Figure 3. Comparative analysis of senescence and SASP marker expression on L-MSC and A-MSC. Cellular senescence was determined by the expression of p16, p21, and p53. SASP markers were determined by the expression of activin A, MCP-1, PAI-1, IL-1α, IL-6, and TNFα. Gene expressions were normalized to TBP and calculated using the 2-ΔΔCT method. Data are presented as the mean ± standard deviation, and statistical significance was analyzed by the sample t-test (*p < 0.005 vs. A-MSC). MSC, Mesenchymal stem/stromal cell; L-MSC, Liver MSC; A-MSC, Adipose MSC; MCP-1, Monocyte chemoattractant protein-1; PAI-1, Plasminogen activator inhibitor-1; IL-1α, Interleukin-1 alpha; IL-6, Interleukin 6; TNFα, Tumor necrosis factor alpha; TBP, TATA-binding protein; SASP, Senescence-associated secretory phenotype; qPCR, Quantitative Polymerase Chain Reaction.
The protein expression of two representative SASP markers, TNFα and PAI-1, was tested with Western blot (Figure 4A). Similar to the qPCR results, PAI-1 protein expression was comparable in L-MSC and A-MSC (p = 0.7), whereas TNFα expression was significantly lower in L-MSCs than A-MSCs (p = 0.03) (Figure 4B).

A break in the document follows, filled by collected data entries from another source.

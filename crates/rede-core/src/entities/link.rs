use schemars::JsonSchema;
use serde::{Deserialize, Serialize};

use crate::enums::Status;

/// The join record connecting a professional to a partner.
///
/// Owned by exactly one partner; `professional_id` references the
/// professional collection and may dangle (see `rede-query` for the read
/// policy). Price and discount are free-text commercial terms.
#[derive(Debug, Clone, Serialize, Deserialize, JsonSchema, PartialEq, Eq)]
pub struct ProfessionalLink {
    pub id: String,
    pub professional_id: String,
    pub price: String,
    pub discount: String,
    pub observation: String,
    pub status: Status,
}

Figure 4. Comparison of SASP markers protein expression by western blot assay. (A) The western blot gel images of TNFα and PAI-1 are shown. The gels were run under the same experimental conditions, one blot for each cell line. (B) TNFα and PAI-1 expressions in both MSC types. Protein expressions were quantified by GAPDH antibody. TNFα expression is significantly lower levels in L-MSCs (p = 0.03). Data are presented as the mean ± standard deviation and statistical significance analyzed by the sample t-test. L-MSCs, Liver MSCs; A-MSCs, Adipose MSCs; TNFα, Tumor necrosis factor alpha; PAI-1, Plasminogen activator inhibitor-1; GAPDH, Glyceraldehyde 3-phosphate dehydrogenase.

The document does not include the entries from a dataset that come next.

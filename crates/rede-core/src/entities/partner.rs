use chrono::{DateTime, Utc};
use schemars::JsonSchema;
use serde::{Deserialize, Serialize};

use crate::entities::{Exam, ProfessionalLink};
use crate::enums::{Category, Status};

/// A network-affiliated organization (clinic, hospital, lab, school, gym, ...).
///
/// Owns its service list and its affiliation links; the professional side of
/// each link is a reference into the professional collection.
#[derive(Debug, Clone, Serialize, Deserialize, JsonSchema, PartialEq, Eq)]
pub struct Partner {
    pub id: String,
    pub name: String,
    pub category: Category,
    /// Free-text organization type, e.g. "Clínica", "Hospital", "Laboratório".
    pub kind: String,
    pub cnpj: String,
    pub contact: String,
    pub city: String,
    pub address: String,
    pub status: Status,
    /// Free-text specialty label within the category (see `niches`).
    pub niche: String,
    pub logo_url: Option<String>,
    pub exams: Vec<Exam>,
    pub affiliated_professionals: Vec<ProfessionalLink>,
    pub registered_at: DateTime<Utc>,
}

Lysosomal Activity of L-MSC
Because the cellular response to stress correlates with DNA damage and subsequent increase in lysosomal activity, next, we investigated the SA-β-Gal enzyme activity both at the enzyme (Figure 5A) and gene (Figure 5B) levels. SA-β-Gal enzyme activity and gene expression of GLB1, which encodes the SA-β-Gal enzyme, was similar in L-MSCs and A-MSCs. Likewise, both MSC subjects displayed similarly β-galactosidase stained apoptotic signals (Figure 5C).

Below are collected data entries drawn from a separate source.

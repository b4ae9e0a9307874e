//! Repository methods, grouped per entity, all implemented on
//! [`crate::NetworkStore`].

mod activity;
mod exam;
mod link;
mod partner;
mod professional;

pub use exam::ExamWithProfessional;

Figure 5. Lysosomal activity in MSCs. SA-β-Gal is a lysosomal enzyme that participates in cellular senescence, and its activity was investigated both at the enzyme and gene levels. (A) L-MSCs and A-MSCs have similar enzyme activity (p = 0.16). (B) qPCR was performed on the GLB1. GLB1 gene expression was similar between L-MSCs and A-MSCs. (C) The percentage of β-galactosidase stained cell nuclei was not different between MSCs [white arrows indicate apoptotic nuclei (green), counterstained with DAPI (blue)]. The results are presented as the mean ± standard deviation, and statistical significance was analyzed by the two-sample t-test. MSC, Mesenchymal stem/stromal cell; L-MSC, Liver MSC; A-MSC, Adipose MSC; SA-β-Gal, Senescence-associated beta-galactosidase; GLB1, Galactosidase beta 1.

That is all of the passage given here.